$$\text{Prove that }\sum_{n=1}^{\infty}\frac{\ln\left(1+\frac{x}{n}\right)}{n} \text{ converges uniformly for }x\in[0,a],\ a > 0$$
I am having a hard time with this problem. I have seen various proofs that the sum does not converge uniformly on $\mathbb{R}$ and I understand them, but how would I prove uniform convergence on $[0,a]$? What we have mostly used in class is the Weierstrass, Abel and Dirichlet criteria to prove uniform convergence of function series (which, of course, is different from proving uniform convergence for a sequence of functions).
My attempt and logic mostly centered on the Weierstrass criterion: $$\sum_{n=1}^{\infty}\left|\frac{\ln\left(1+\frac{x}{n}\right)}{n}\right| \leq \sum_{n=1}^{\infty}\frac{x}{n^2}, \text{ and we know this sum converges.}$$
However, as far as I understand, this isn't correct, because the convergence is based on the value of $x$, so this is punctual (not uniform) convergence. Any help or hint towards the solution is much appreciated!

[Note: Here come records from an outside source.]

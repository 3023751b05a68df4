use api::prefs::demo_feed::DemoFeed;
use dioxus::prelude::*;

use crate::chain_status::ChainStatus;
use crate::compat::interval::Interval;

/// Publishes synthetic blocks into `status` for as long as the calling
/// component is mounted.
///
/// Does nothing when `feed` is `None`, which is the normal case: the host
/// application writes real chain data into the status signals instead.
pub fn use_demo_feed(status: ChainStatus, feed: Option<DemoFeed>) {
    use_hook(move || {
        let Some(feed) = feed else {
            return;
        };
        let ChainStatus {
            mut block_number,
            mut gas_price,
            ..
        } = status;

        dioxus_logger::tracing::info!(
            "demo feed: starting at block {} with gas price {} wei, every {:?}",
            feed.start_block,
            feed.gas_price,
            feed.block_interval()
        );

        spawn(async move {
            block_number.set(Some(feed.start_block.clone()));
            gas_price.set(Some(feed.gas_price.clone()));
            let mut interval = Interval::new(feed.block_interval());
            loop {
                interval.tick().await;
                let next = match &*block_number.peek() {
                    Some(block) => block.next(),
                    None => feed.start_block.clone(),
                };
                block_number.set(Some(next));
            }
        });
    });
}
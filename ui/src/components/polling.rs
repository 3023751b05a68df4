//! The bottom-right status bar showing gas price and latest block.

use api::explorer::GAS_TRACKER_URL;
use dioxus::prelude::*;

use crate::chain_status::use_chain_status;
use crate::components::connectivity_warning::ChainConnectivityWarning;
use crate::components::pico::ExternalLink;
use crate::components::pico::Row;
use crate::components::pico::Tooltip;
use crate::hooks::use_freshness::use_freshness;
use crate::i18n::use_translator;
use crate::readout::number_opacity;
use crate::readout::StatusReadout;
use crate::readout::SHOW_CONNECTIVITY_WARNING;

const POLLING_CSS: &str = r#"
    .polling {
        --polling-green: #27AE60;
        --polling-yellow: #F3B71E;
        position: fixed;
        display: flex;
        align-items: center;
        right: 0;
        bottom: 0;
        padding: 1rem;
        transition: 250ms ease color;
        z-index: 200;
    }
    @media (max-width: 960px) {
        .polling { display: none; }
    }
    .polling a.external-link {
        color: inherit;
        text-decoration: none;
    }

    /* --- BLOCK NUMBER --- */
    .polling-number {
        transition: opacity 0.25s ease;
        opacity: var(--polling-opacity, 0.5);
    }
    .polling-number:hover {
        opacity: 1;
    }

    /* --- DOTS --- */
    .polling-dot {
        width: 8px;
        height: 8px;
        min-height: 8px;
        min-width: 8px;
        border-radius: 50%;
        position: relative;
        transition: 250ms ease background-color;
    }
    .polling-gas-dot {
        background-color: var(--polling-green);
        border-radius: 50%;
        height: 4px;
        min-height: 4px;
        min-width: 4px;
        position: relative;
        transition: 250ms ease background-color;
        width: 4px;
    }

    /* --- SPINNER (shown while fresh) --- */
    @keyframes polling-rotate360 {
        from { transform: rotate(0deg); }
        to { transform: rotate(360deg); }
    }
    .polling-spinner {
        animation: polling-rotate360 1s cubic-bezier(0.83, 0, 0.17, 1) infinite;
        transform: translateZ(0);
        border-top: 1px solid transparent;
        border-right: 1px solid transparent;
        border-bottom: 1px solid transparent;
        border-left: 2px solid;
        background: transparent;
        width: 14px;
        height: 14px;
        border-radius: 50%;
        position: relative;
        transition: 250ms ease border-color;
        left: -3px;
        top: -3px;
    }
"#;

/// Shows the current gas price and block number, pulsing on every new block.
///
/// Reads the [`ChainStatus`](crate::chain_status::ChainStatus) context. Missing
/// values are simply left out: no gas readout without a gas price, a blank
/// block number and an empty link without a block or chain id.
#[component]
pub fn PollingIndicator() -> Element {
    let status = use_chain_status();
    let t = use_translator();
    let mut is_hover = use_signal(|| false);
    let is_fresh = use_freshness(status.block_number);

    let chain_id = (status.chain_id)();
    let block_number = (status.block_number)();
    let gas_price = (status.gas_price)();
    let readout = StatusReadout::new(chain_id, block_number.as_ref(), gas_price.as_ref());

    let tone_color = readout.tone.color();
    let opacity = number_opacity(is_fresh(), is_hover());

    let show_gas = readout.gas_gwei.is_some();
    let gas_text = readout
        .gas_gwei
        .as_ref()
        .map(|gwei| format!("{} {}", gwei, t.tr("gwei")))
        .unwrap_or_default();
    let gas_tip = t
        .tr("The current fast gas amount for sending a transaction on L1. Gas fees are paid in Ethereum's native currency Ether (ETH) and denominated in gwei.")
        .into_owned();
    let block_tip = t
        .tr("The most recent block number on this network. Prices update on every block.")
        .into_owned();
    let block_text = format!("{}\u{2002}", readout.block_label);

    rsx! {
        style { "{POLLING_CSS}" }
        Row {
            div {
                class: "polling",
                style: "color: {tone_color};",
                onmouseenter: move |_| is_hover.set(true),
                onmouseleave: move |_| is_hover.set(false),

                ExternalLink {
                    href: GAS_TRACKER_URL.to_string(),
                    if show_gas {
                        Row {
                            style: "margin-right: 8px;".to_string(),
                            small {
                                class: "polling-gas",
                                style: "margin-right: 8px;",
                                Tooltip {
                                    text: gas_tip,
                                    "{gas_text}"
                                }
                            }
                            div { class: "polling-gas-dot" }
                        }
                    }
                }

                small {
                    class: "polling-number",
                    style: "--polling-opacity: {opacity};",
                    ExternalLink {
                        href: readout.explorer_href.clone(),
                        Tooltip {
                            text: block_tip,
                            "{block_text}"
                        }
                    }
                }

                div {
                    class: "polling-dot",
                    style: "background-color: {tone_color};",
                    if is_fresh() {
                        div {
                            class: "polling-spinner",
                            style: "border-left-color: {tone_color};",
                        }
                    }
                }
            }
            if SHOW_CONNECTIVITY_WARNING {
                ChainConnectivityWarning {}
            }
        }
    }
}

#[cfg(test)]
mod tests {
    use api::chain::BlockNumber;
    use api::chain::ChainId;
    use api::gas_price::GasPrice;
    use dioxus::core::VirtualDom;

    use super::*;
    use crate::chain_status::use_chain_status_provider;
    use crate::chain_status::ChainStatus;
    use crate::test_util::advance;
    use crate::test_util::settle;
    use crate::test_util::Handle;

    #[derive(Clone, Copy)]
    struct Bar {
        status: ChainStatus,
        mounted: Signal<bool>,
    }

    #[component]
    fn Host(handle: Handle<Bar>) -> Element {
        let status = use_chain_status_provider(Some(ChainId::MAINNET));
        let mounted = use_signal(|| true);
        handle.put(Bar { status, mounted });

        rsx! {
            if mounted() {
                PollingIndicator {}
            }
        }
    }

    async fn mount() -> (VirtualDom, Bar) {
        let handle = Handle::default();
        let mut dom = VirtualDom::new_with_props(Host, HostProps { handle: handle.clone() });
        dom.rebuild_in_place();
        settle(&mut dom).await;
        (dom, handle.get())
    }

    async fn publish_block(dom: &mut VirtualDom, bar: Bar, block: Option<u64>) {
        let mut block_number = bar.status.block_number;
        dom.in_runtime(|| block_number.set(block.map(BlockNumber::from)));
        settle(dom).await;
    }

    fn html(dom: &VirtualDom) -> String {
        dioxus::ssr::render(dom)
    }

    fn spinning(dom: &VirtualDom) -> bool {
        html(dom).contains(r#"class="polling-spinner""#)
    }

    #[tokio::test(start_paused = true)]
    async fn gas_readout_is_left_out_without_a_gas_price() {
        let (mut dom, bar) = mount().await;
        publish_block(&mut dom, bar, Some(5)).await;
        assert!(!html(&dom).contains(r#"class="polling-gas""#));

        let mut gas_price = bar.status.gas_price;
        dom.in_runtime(|| gas_price.set(Some(GasPrice::from(42_999_999_999u64))));
        settle(&mut dom).await;
        let html = html(&dom);
        assert!(html.contains(r#"class="polling-gas""#));
        assert!(html.contains("42 gwei"));
    }

    #[tokio::test(start_paused = true)]
    async fn spinner_shows_only_while_block_is_fresh() {
        let (mut dom, bar) = mount().await;
        assert!(!spinning(&dom));

        publish_block(&mut dom, bar, Some(17_034_812)).await;
        let html = html(&dom);
        assert!(html.contains("17034812"));
        assert!(html.contains("https://etherscan.io/block/17034812"));
        assert!(spinning(&dom));

        advance(&mut dom, 900).await;
        assert!(spinning(&dom));
        advance(&mut dom, 100).await;
        assert!(!spinning(&dom));

        // same block again is not news.
        publish_block(&mut dom, bar, Some(17_034_812)).await;
        assert!(!spinning(&dom));
    }

    #[tokio::test(start_paused = true)]
    async fn newer_block_restarts_the_spinner() {
        let (mut dom, bar) = mount().await;
        publish_block(&mut dom, bar, Some(5)).await;
        advance(&mut dom, 600).await;
        publish_block(&mut dom, bar, Some(6)).await;

        // the first window would have closed here.
        advance(&mut dom, 600).await;
        assert!(spinning(&dom));
        advance(&mut dom, 400).await;
        assert!(!spinning(&dom));
    }

    #[tokio::test(start_paused = true)]
    async fn unmounting_while_fresh_is_quiet() {
        let (mut dom, bar) = mount().await;
        publish_block(&mut dom, bar, Some(5)).await;
        assert!(spinning(&dom));

        let mut mounted = bar.mounted;
        dom.in_runtime(|| mounted.set(false));
        settle(&mut dom).await;
        assert!(!html(&dom).contains("polling-number"));

        advance(&mut dom, 2000).await;
        publish_block(&mut dom, bar, Some(6)).await;
        assert!(!html(&dom).contains("polling-number"));
    }

    #[tokio::test(start_paused = true)]
    async fn connectivity_warning_never_renders() {
        let (mut dom, bar) = mount().await;
        assert!(!html(&dom).contains("chain-connectivity-warning"));

        publish_block(&mut dom, bar, Some(5)).await;
        let mut gas_price = bar.status.gas_price;
        dom.in_runtime(|| gas_price.set(Some(GasPrice::from_gwei(30))));
        settle(&mut dom).await;
        assert!(!html(&dom).contains("chain-connectivity-warning"));

        advance(&mut dom, 5000).await;
        assert!(!html(&dom).contains("chain-connectivity-warning"));
    }
}
use std::cell::RefCell;
use std::rc::Rc;

use api::chain::BlockNumber;
use dioxus::core::Task;
use dioxus::prelude::*;

use crate::compat;
use crate::freshness::FreshnessWindow;
use crate::freshness::FRESHNESS_WINDOW;

/// Returns a signal that is `true` for [`FRESHNESS_WINDOW`] after each new
/// block number.
///
/// The closing timer is a task spawned in the calling component. A newer
/// block cancels it before spawning a replacement, and it is cancelled when
/// the component unmounts, so the flag is never written after teardown.
pub fn use_freshness(block_number: Signal<Option<BlockNumber>>) -> Signal<bool> {
    let mut fresh = use_signal(|| false);
    let window = use_hook(|| Rc::new(RefCell::new(FreshnessWindow::<Task>::new())));

    // only re-run the effect when the value actually changes.
    let latest = use_memo(move || block_number());

    let effect_window = window.clone();
    use_effect(move || {
        let block = latest();
        let expiring = effect_window.clone();

        let opened = effect_window.borrow_mut().observe(block.as_ref(), || {
            spawn(async move {
                compat::sleep(FRESHNESS_WINDOW).await;
                expiring.borrow_mut().expire();
                fresh.set(false);
            })
        });

        if opened {
            dioxus_logger::tracing::debug!("new block {:?}, opening freshness window", block);
            fresh.set(true);
        }
    });

    use_drop(move || window.borrow_mut().teardown());

    fresh
}
use dioxus::prelude::*;

fn main() {
    #[cfg(target_arch = "wasm32")]
    console_error_panic_hook::set_once();

    dioxus_logger::init(dioxus_logger::tracing::Level::INFO).expect("failed to init logger");
    dioxus::launch(App);
}

#[component]
fn App() -> Element {
    ui::App()
}
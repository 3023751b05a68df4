//! This crate contains the shared chain status types and the fullstack server functions.

pub mod chain;
pub mod explorer;
pub mod gas_price;
pub mod prefs;
pub mod quantity;

use dioxus::prelude::*;
use prefs::status_prefs::StatusPrefs;

pub type ApiError = anyhow::Error;

/// Retrieves the status bar preferences.
///
/// These are read from env vars on the server, so one build can be pointed
/// at different networks without recompiling the client.
#[post("/api/status_prefs")]
pub async fn status_prefs() -> Result<StatusPrefs, ApiError> {
    let prefs = StatusPrefs::from_env();

    let json = serde_json::to_string(&prefs)?;
    dioxus_logger::tracing::debug!("status prefs json: {}", json);

    Ok(prefs)
}
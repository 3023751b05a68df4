pub mod use_demo_feed;
pub mod use_freshness;
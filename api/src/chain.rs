//! Identifiers for the active network and its blocks.

use std::fmt;

use num_bigint::BigUint;
use num_traits::One;
use serde::Deserialize;
use serde::Serialize;

use crate::quantity::biguint_quantity;

/// An EVM chain id, as reported by the connected wallet or node.
#[derive(Debug, Clone, Copy, PartialEq, Eq, Hash, PartialOrd, Ord, Serialize, Deserialize)]
pub struct ChainId(pub u64);

impl ChainId {
    pub const MAINNET: Self = Self(1);
    pub const ROPSTEN: Self = Self(3);
    pub const RINKEBY: Self = Self(4);
    pub const GOERLI: Self = Self(5);
    pub const OPTIMISM: Self = Self(10);
    pub const KOVAN: Self = Self(42);
    pub const OPTIMISTIC_KOVAN: Self = Self(69);
    pub const ARBITRUM_ONE: Self = Self(42161);
    pub const ARBITRUM_RINKEBY: Self = Self(421611);
}

impl Default for ChainId {
    fn default() -> Self {
        Self::MAINNET
    }
}

impl fmt::Display for ChainId {
    fn fmt(&self, f: &mut fmt::Formatter<'_>) -> fmt::Result {
        write!(f, "{}", self.0)
    }
}

impl From<u64> for ChainId {
    fn from(id: u64) -> Self {
        Self(id)
    }
}

/// The height of a block.
///
/// Stored as an arbitrary-precision integer so that no chain is ever too
/// tall to display exactly.
#[derive(Debug, Clone, Default, PartialEq, Eq, Hash, PartialOrd, Ord)]
pub struct BlockNumber(BigUint);

biguint_quantity!(BlockNumber);

impl BlockNumber {
    /// Returns the height of the following block.
    pub fn next(&self) -> Self {
        Self(&self.0 + BigUint::one())
    }
}

impl From<u64> for BlockNumber {
    fn from(height: u64) -> Self {
        Self(BigUint::from(height))
    }
}

impl From<BigUint> for BlockNumber {
    fn from(height: BigUint) -> Self {
        Self(height)
    }
}
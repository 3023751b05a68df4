//! The freshness window that follows each new block.
//!
//! A window opens when a new block number is observed and closes after
//! [`FRESHNESS_WINDOW`]. At most one closing timer is alive at a time: a
//! newer block cancels the pending timer before arming its own, and tearing
//! the window down cancels whatever is still pending.

use std::time::Duration;

use api::chain::BlockNumber;

/// How long the status bar stays "fresh" after a new block.
pub const FRESHNESS_WINDOW: Duration = Duration::from_millis(1000);

/// A handle to a scheduled callback that can be called off before it fires.
pub trait Cancel {
    fn cancel(self);
}

impl Cancel for dioxus::core::Task {
    fn cancel(self) {
        dioxus::core::Task::cancel(self)
    }
}

/// Tracks the fresh flag and owns the timer that will clear it.
#[derive(Debug)]
pub struct FreshnessWindow<H: Cancel> {
    fresh: bool,
    last_seen: Option<BlockNumber>,
    pending: Option<H>,
    torn_down: bool,
}

impl<H: Cancel> Default for FreshnessWindow<H> {
    fn default() -> Self {
        Self {
            fresh: false,
            last_seen: None,
            pending: None,
            torn_down: false,
        }
    }
}

impl<H: Cancel> FreshnessWindow<H> {
    pub fn new() -> Self {
        Self::default()
    }

    pub fn is_fresh(&self) -> bool {
        self.fresh
    }

    pub fn has_pending_timer(&self) -> bool {
        self.pending.is_some()
    }

    /// Feeds the latest block number into the window.
    ///
    /// When `block` is present and differs from the last one seen, any pending
    /// timer is cancelled, the window opens, and `arm` is called to schedule
    /// the closing timer. Returns `true` if the window was (re)opened.
    ///
    /// An absent block number arms nothing and leaves the flag alone, but
    /// it is remembered: the next present value counts as a change even if
    /// it equals the one seen before the gap.
    pub fn observe(&mut self, block: Option<&BlockNumber>, arm: impl FnOnce() -> H) -> bool {
        let Some(block) = block else {
            self.last_seen = None;
            return false;
        };
        if self.torn_down || self.last_seen.as_ref() == Some(block) {
            return false;
        }

        self.cancel_pending();
        self.last_seen = Some(block.clone());
        self.fresh = true;
        self.pending = Some(arm());
        true
    }

    /// Called by the timer when it fires. Closes the window.
    pub fn expire(&mut self) {
        if self.torn_down {
            return;
        }
        // the timer has already fired, so there is nothing left to cancel.
        self.pending = None;
        self.fresh = false;
    }

    /// Cancels any pending timer. Later calls to `observe` and `expire` are ignored.
    pub fn teardown(&mut self) {
        self.cancel_pending();
        self.torn_down = true;
    }

    fn cancel_pending(&mut self) {
        if let Some(handle) = self.pending.take() {
            handle.cancel();
        }
    }
}

impl<H: Cancel> Drop for FreshnessWindow<H> {
    fn drop(&mut self) {
        self.cancel_pending();
    }
}
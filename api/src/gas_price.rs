//! Gas price amounts and their conversion to gwei.

use num_bigint::BigUint;

use crate::quantity::biguint_quantity;

/// Number of wei in one gwei.
pub const WEI_PER_GWEI: u64 = 1_000_000_000;

/// A gas price denominated in wei, the smallest unit of the native currency.
#[derive(Debug, Clone, Default, PartialEq, Eq, Hash, PartialOrd, Ord)]
pub struct GasPrice(BigUint);

biguint_quantity!(GasPrice);

impl GasPrice {
    pub fn from_wei(wei: BigUint) -> Self {
        Self(wei)
    }

    pub fn from_gwei(gwei: u64) -> Self {
        Self(BigUint::from(gwei) * WEI_PER_GWEI)
    }

    /// Converts to whole gwei, discarding any remainder.
    ///
    /// # Examples
    /// ```
    /// # use api::gas_price::GasPrice;
    /// let price: GasPrice = "42999999999".parse().unwrap();
    /// assert_eq!(price.to_gwei().to_string(), "42");
    /// ```
    pub fn to_gwei(&self) -> Gwei {
        Gwei(&self.0 / WEI_PER_GWEI)
    }
}

impl From<u64> for GasPrice {
    fn from(wei: u64) -> Self {
        Self(BigUint::from(wei))
    }
}

/// A whole number of gwei, as shown to the user.
#[derive(Debug, Clone, Default, PartialEq, Eq, Hash, PartialOrd, Ord)]
pub struct Gwei(BigUint);

biguint_quantity!(Gwei);

#[cfg(test)]
mod tests {
    use super::*;

    #[test]
    fn gwei_is_floor_of_wei() {
        let cases: [(u64, u64); 6] = [
            (0, 0),
            (1, 0),
            (999_999_999, 0),
            (1_000_000_000, 1),
            (1_999_999_999, 1),
            (87_123_456_789, 87),
        ];
        for (wei, gwei) in cases {
            assert_eq!(GasPrice::from(wei).to_gwei(), Gwei(BigUint::from(gwei)), "{wei} wei");
        }
    }

    #[test]
    fn gwei_conversion_is_exact_beyond_f64_precision() {
        // 2^70 + 1 wei, far past where a float would round.
        let wei = (BigUint::from(1u8) << 70) + 1u8;
        let expected = &wei / WEI_PER_GWEI;
        assert_eq!(GasPrice::from_wei(wei).to_gwei().to_string(), expected.to_string());
        assert_eq!(expected.to_string(), "1180591620717");
    }

    #[test]
    fn from_gwei_round_trips_through_to_gwei() {
        assert_eq!(GasPrice::from_gwei(30).to_string(), "30000000000");
        assert_eq!(GasPrice::from_gwei(30).to_gwei().to_string(), "30");
    }
}
pub mod demo_feed;
pub mod status_prefs;

/// Interprets an environment flag: "true" (any case) or "1" enable it.
fn parse_flag(val: &str) -> bool {
    val.eq_ignore_ascii_case("true") || val == "1"
}
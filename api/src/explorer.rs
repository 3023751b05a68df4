//! Builds links to third-party block explorers.

use crate::chain::ChainId;

/// The kind of object an explorer link points at.
#[derive(Debug, Clone, Copy, PartialEq, Eq, strum::AsRefStr)]
pub enum ExplorerDataType {
    #[strum(serialize = "tx")]
    Transaction,
    #[strum(serialize = "token")]
    Token,
    #[strum(serialize = "address")]
    Address,
    #[strum(serialize = "block")]
    Block,
}

/// Gas tracker page linked from the gas price readout.
pub const GAS_TRACKER_URL: &str = "https://etherscan.io/gastracker";

/// Returns the etherscan subdomain prefix for a chain, falling back to mainnet.
fn etherscan_prefix(chain_id: ChainId) -> &'static str {
    match chain_id {
        ChainId::ROPSTEN => "ropsten.",
        ChainId::RINKEBY => "rinkeby.",
        ChainId::GOERLI => "goerli.",
        ChainId::KOVAN => "kovan.",
        ChainId::OPTIMISM => "optimistic.",
        ChainId::OPTIMISTIC_KOVAN => "kovan-optimistic.",
        _ => "",
    }
}

/// Returns the explorer URL for `data` (a hash, address or block number) on `chain_id`.
pub fn explorer_link(chain_id: ChainId, data: &str, kind: ExplorerDataType) -> String {
    let segment = kind.as_ref();
    match chain_id {
        ChainId::ARBITRUM_ONE => format!("https://arbiscan.io/{segment}/{data}"),
        ChainId::ARBITRUM_RINKEBY => {
            format!("https://rinkeby-explorer.arbitrum.io/{segment}/{data}")
        }
        _ => format!(
            "https://{}etherscan.io/{segment}/{data}",
            etherscan_prefix(chain_id)
        ),
    }
}

#[cfg(test)]
mod tests {
    use super::*;

    #[test]
    fn mainnet_block_link() {
        assert_eq!(
            explorer_link(ChainId::MAINNET, "17034812", ExplorerDataType::Block),
            "https://etherscan.io/block/17034812"
        );
    }

    #[test]
    fn testnet_and_l2_prefixes() {
        assert_eq!(
            explorer_link(ChainId::GOERLI, "1", ExplorerDataType::Block),
            "https://goerli.etherscan.io/block/1"
        );
        assert_eq!(
            explorer_link(ChainId::OPTIMISTIC_KOVAN, "0xabc", ExplorerDataType::Transaction),
            "https://kovan-optimistic.etherscan.io/tx/0xabc"
        );
        assert_eq!(
            explorer_link(ChainId::ARBITRUM_ONE, "0xdef", ExplorerDataType::Address),
            "https://arbiscan.io/address/0xdef"
        );
        assert_eq!(
            explorer_link(ChainId::ARBITRUM_RINKEBY, "0x1", ExplorerDataType::Token),
            "https://rinkeby-explorer.arbitrum.io/token/0x1"
        );
    }

    #[test]
    fn unknown_chain_falls_back_to_mainnet() {
        assert_eq!(
            explorer_link(ChainId(8_453_000), "7", ExplorerDataType::Block),
            "https://etherscan.io/block/7"
        );
    }
}
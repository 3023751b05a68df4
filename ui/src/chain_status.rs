//! Defines the reactive chain status consumed by the status bar.

use api::chain::BlockNumber;
use api::chain::ChainId;
use api::gas_price::GasPrice;
use dioxus::prelude::*;

/// A reactive state provided as a Dioxus context for live chain data.
///
/// The host application owns the data sources and writes into these
/// signals. Components that read them re-render on change and drop their
/// subscription when they unmount. `None` means "not known yet".
#[derive(Clone, Copy)]
pub struct ChainStatus {
    /// The active network.
    pub chain_id: Signal<Option<ChainId>>,
    /// The most recent block number seen on the active network.
    pub block_number: Signal<Option<BlockNumber>>,
    /// The current gas price in wei.
    pub gas_price: Signal<Option<GasPrice>>,
}

/// Creates chain status signals owned by the calling component and provides
/// them as context. Only the chain id is known up front.
pub fn use_chain_status_provider(chain_id: Option<ChainId>) -> ChainStatus {
    let chain_id = use_signal(move || chain_id);
    let block_number = use_signal(|| None);
    let gas_price = use_signal(|| None);

    use_context_provider(|| ChainStatus {
        chain_id,
        block_number,
        gas_price,
    })
}

pub fn use_chain_status() -> ChainStatus {
    use_context::<ChainStatus>()
}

Claim 1: For $x\geq0$, $\ln(1+x)\leq x$.
Proof of Claim 1: Let $f:[0,\infty)\rightarrow\mathbb{R}$ be defined by $f(x)=x-\ln(1+x)$. For $x>0$, we have $f'(x)=1-\frac{1}{1+x}>0$. Therefore, $f$ is strictly increasing on $[0,\infty)$. In particular, $f(x)\geq f(0)=0$ and the result follows.
For your problem: For $x\in[0,a]$, we have that $\left|\frac{\ln(1+\frac{x}{n})}{n}\right|\leq\frac{\ln(1+\frac{a}{n})}{n}\leq\frac{a}{n^{2}}$ by Claim 1. Since $\sum_{n=1}^{\infty}\frac{a}{n^{2}}<\infty$, the infinite series $\sum_{n=1}^{\infty}\frac{\ln(1+\frac{x}{n})}{n}$ converges uniformly for $x\in[0,a]$ by Weierstrass $M$-test. (Also, the infinite series converges absolutely).